I agree that you should not feed them any more than what they can eat in two minutes. What I would do is feed them three times a day. Now the system is so developed I am sure I could remove the plants and just let the bacteria in the hydroton filter it. I have enough medium it would be no problem. Basically it would act like a normal bio filter .


The key is ratio for evey gallon you of water you want at least two gallons of medium. Other wise you do have a build up of nitrites and the fish will die a slow miserable death. Alot of people urinate in the water and filter it through the medium for the first couple weeks before introducing fish.

Yes I said urinate. There are people that use that method alone with no fish.
 

FR33MASON

Active Member
Great thread. Im switching from hydro to organics. I have a 25 year old red eared slider turtle. This dude is a shit machine! This thread has inspired me to test the waste water from the swamp (thats his 60 gallon tank) on acouple plants
Do use caution as most reptile waste contains massive amounts of ammonia which can burn sensitive roots. Start out with a dilute amount of water/waste. If your plants respond favourably then slowly increase the concentration to either what you feel comfOrtable with or when your plant tells you it has had enough.
 

monkeybones

Well-Known Member
Fish food is ground up fish and fish emulsion is not waste it is plant food. No were near pollution. Been doing this for a couple years now and I am here to tell you it works. The pic below is when the fish were tiny feeder fish and I only have 5. I had to compensate by over feeding. I have never seen the fish leave anything left no matter how much I put in the tank. Goldfish will eat until they die.
you think i don't read the labels? fish food is indeed a bunch of nutrients, but what you're ignoring is that it's not only nutrients which are unavailable to the plant, but also after a short period of time, uneaten food will rot and typically your filter system is not equipped to deal with the fish shit plus the rotting food. this can lead to a build op of toxic chemicals which cause a plethora of issues including ph.

you are also forgetting fish foods like insect larvae and live macro organisms like brine shrimp. these are essential to happy long fish lives and breeding
 

personified

Active Member
you think i don't read the labels? fish food is indeed a bunch of nutrients, but what you're ignoring is that it's not only nutrients which are unavailable to the plant, but also after a short period of time, uneaten food will rot and typically your filter system is not equipped to deal with the fish shit plus the rotting food. this can lead to a build op of toxic chemicals which cause a plethora of issues including ph.

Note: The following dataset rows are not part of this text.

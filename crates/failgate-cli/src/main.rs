use anyhow::{Context, Result};
use clap::Parser;
use tracing::error;
use tracing_subscriber::EnvFilter;

use failgate_core::report::model::{RunMeta, ToolInfo};
use failgate_core::report::{render, write};
use failgate_core::summarize;

mod args;

fn main() -> Result<()> {
    let args = args::Args::parse();
    init_logging(args.verbose);

    let tool = ToolInfo {
        name: env!("CARGO_PKG_NAME").to_string(),
        version: env!("CARGO_PKG_VERSION").to_string(),
    };
    let meta = RunMeta::now(&args.sha, &args.git_ref, &args.run_id);
    let config = args.gate_config();

    let summary = summarize(&args.junit, args.log.as_deref(), tool, meta);
    let markdown = render::render_markdown(&summary, &config);

    // Each artifact is attempted independently; a failed write is logged
    // and does not change the verdict.
    if let Some(path) = &args.summary_json {
        if let Err(err) = write::write_json(path, &summary) {
            error!(error = %err, "could not write JSON summary");
        }
    }
    if let Some(path) = &args.summary_md {
        if let Err(err) = write::write_markdown(path, &markdown) {
            error!(error = %err, "could not write Markdown summary");
        }
    }

    if args.prints_to_stdout() {
        let output = match args.format {
            args::OutputFormat::Json => {
                write::summary_json(&summary).context("failed to render JSON summary")?
            }
            args::OutputFormat::Markdown => markdown,
        };
        print!("{output}");
    }

    let exit_code = if args.report_only {
        0
    } else {
        summary.gate_status.exit_code()
    };
    std::process::exit(exit_code);
}

fn init_logging(verbose: bool) {
    let default_level = if verbose { "debug" } else { "info" };
    let filter =
        EnvFilter::try_from_default_env().unwrap_or_else(|_| EnvFilter::new(default_level));

    tracing_subscriber::fmt()
        .with_env_filter(filter)
        .with_target(false)
        .with_writer(std::io::stderr)
        .init();
}
pub mod model;
pub mod render;
pub mod write;
use serde::{Deserialize, Serialize};

/// Failure priority carried by a severity marker in a test or suite name.
///
/// Variant order is semantic: `P1` is the most severe and sorts first.
#[derive(
    Debug, Clone, Copy, Default, Serialize, Deserialize, PartialEq, Eq, PartialOrd, Ord, Hash,
)]
pub enum Severity {
    P1,
    #[default]
    P2,
    P3,
}

impl Severity {
    pub const ALL: [Self; 3] = [Self::P1, Self::P2, Self::P3];

    /// Sort rank used by the aggregator: `P1 → 0`, `P2 → 1`, `P3 → 2`.
    pub const fn rank(self) -> u8 {
        match self {
            Self::P1 => 0,
            Self::P2 => 1,
            Self::P3 => 2,
        }
    }

    pub const fn as_str(self) -> &'static str {
        match self {
            Self::P1 => "P1",
            Self::P2 => "P2",
            Self::P3 => "P3",
        }
    }

    /// Parse a marker token, ignoring case. Unknown tokens yield `None`.
    pub fn from_marker(token: &str) -> Option<Self> {
        match token.to_ascii_uppercase().as_str() {
            "P1" => Some(Self::P1),
            "P2" => Some(Self::P2),
            "P3" => Some(Self::P3),
            _ => None,
        }
    }
}

impl std::fmt::Display for Severity {
    fn fmt(&self, f: &mut std::fmt::Formatter<'_>) -> std::fmt::Result {
        f.write_str(self.as_str())
    }
}
pub mod config;
pub mod error;
pub mod failures;
pub mod junit;
pub mod report;
pub mod rules;
pub mod seeds;
pub mod util;

use std::path::Path;

use tracing::{info, warn};

use crate::failures::model::{FailureKey, FailureRecord};
use crate::junit::parse::{ReportOutcome, load_report};
use crate::junit::read::read_log;
use crate::report::model::{AnalysisInfo, RunMeta, Summary, ToolInfo};
use crate::rules::classify::{GateDecision, decide};
use crate::rules::eval::{GateCounts, count_by_severity};
use crate::rules::severity::classify_all;
use crate::seeds::{attach_seeds, correlate_seeds};
use crate::util::deterministic::sort_failures;

pub const TOOL_NAME: &str = "failgate";

/// JSON schema version of gate summaries.
/// Bump only when the summary layout changes semantically.
pub const SCHEMA_VERSION: &str = "0.1.0";

/// Result of running the gate pipeline over one report.
#[derive(Debug, Clone, PartialEq)]
pub struct Evaluation {
    /// Failures in deterministic `(severity, suite, name)` order.
    pub failures: Vec<FailureRecord>,
    pub counts: GateCounts,
    /// Verdict of the gate policy applied to `counts`.
    pub decision: GateDecision,
    /// Final status: `decision`, forced to fail when the report was unusable.
    pub gate_status: GateDecision,
    pub analysis: AnalysisInfo,
}

/// Run classification, seed correlation, aggregation and the gate decision.
///
/// Stages run strictly in that order. The decision is taken only after all
/// counts are final, and an unparsable report always ends in `Fail`.
pub fn evaluate(outcome: ReportOutcome, log: Option<&str>) -> Evaluation {
    let mut analysis = match &outcome {
        ReportOutcome::Parsed { .. } => AnalysisInfo::ok(),
        ReportOutcome::Unparsable { kind, record } => {
            AnalysisInfo::unparsable(*kind, record.message.clone())
        }
    };
    let unparsable = outcome.is_unparsable();
    let mut failures = outcome.into_failures();

    classify_all(&mut failures);

    if let Some(log) = log.filter(|text| !text.is_empty()) {
        let keys: Vec<FailureKey> = failures.iter().map(FailureRecord::key).collect();
        let seeds = correlate_seeds(log, &keys);
        attach_seeds(&mut failures, &seeds);
    }

    sort_failures(&mut failures);
    let counts = count_by_severity(&failures);
    let decision = decide(&counts);

    let gate_status = if unparsable {
        GateDecision::Fail
    } else {
        decision
    };

    analysis.warnings.sort();

    info!(
        failures = failures.len(),
        p1 = counts.p1,
        p2 = counts.p2,
        p3 = counts.p3,
        gate = %gate_status,
        "gate evaluated"
    );

    Evaluation {
        failures,
        counts,
        decision,
        gate_status,
        analysis,
    }
}

/// Read the report (and optional log) from disk and build the summary.
///
/// Never fails: an unusable report becomes a synthetic failure, and a
/// missing or unreadable log only adds a warning.
pub fn summarize(junit: &Path, log: Option<&Path>, tool: ToolInfo, meta: RunMeta) -> Summary {
    let (outcome, artifact) = load_report(junit);

    let mut log_warning = None;
    let log_text = log.and_then(|path| match read_log(path) {
        Ok(text) => Some(text),
        Err(err) => {
            warn!(error = %err, "continuing without seed correlation");
            log_warning = Some(err.to_string());
            None
        }
    });

    let mut evaluation = evaluate(outcome, log_text.as_deref());
    if let Some(warning) = log_warning {
        evaluation.analysis.warnings.push(warning);
        evaluation.analysis.warnings.sort();
    }

    Summary::new(
        tool,
        evaluation.gate_status,
        evaluation.counts,
        evaluation.failures,
        meta,
        artifact,
        evaluation.analysis,
    )
}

you are also forgetting fish foods like insect larvae and live macro organisms like brine shrimp. these are essential to happy long fish lives and breeding

The part you seem to keep forgeting is the eco system of bacteria. It is pumped up to the hydroton and then decomposes. Now I do not want to argue with your expertise with out ever doing it. Instead I will just go with my experience and the clarity of my water.

These fish were the size of my pinky thumbnail when I got them except for the koi which was the size of my thumbnail over 2 years ago.

Now please explain to me why they are not dead. Stop thinking linear this is not a regular fish tank all the rules you think you know DO NOT APPLY!!!
DSCI0431.jpgDSCI0432.jpg
 

FR33MASON

Active Member
Personified and Monkeybones....you two are missing each other's points.

It is true that whatever makes up your fish food will decompose into what amounts to nutrients that plants can use as outlined by personified.

But if you over-feed and allow too much food to go unconsumed, the food will create toxins or in other words, pollution as outlined by monkeybones.

I know that between the three of us that we know what we are talking about but there are many who will read this and do not have the experience or knowledge of what we are talking about and it is great that we are making sure that the information is as accurate as it can be.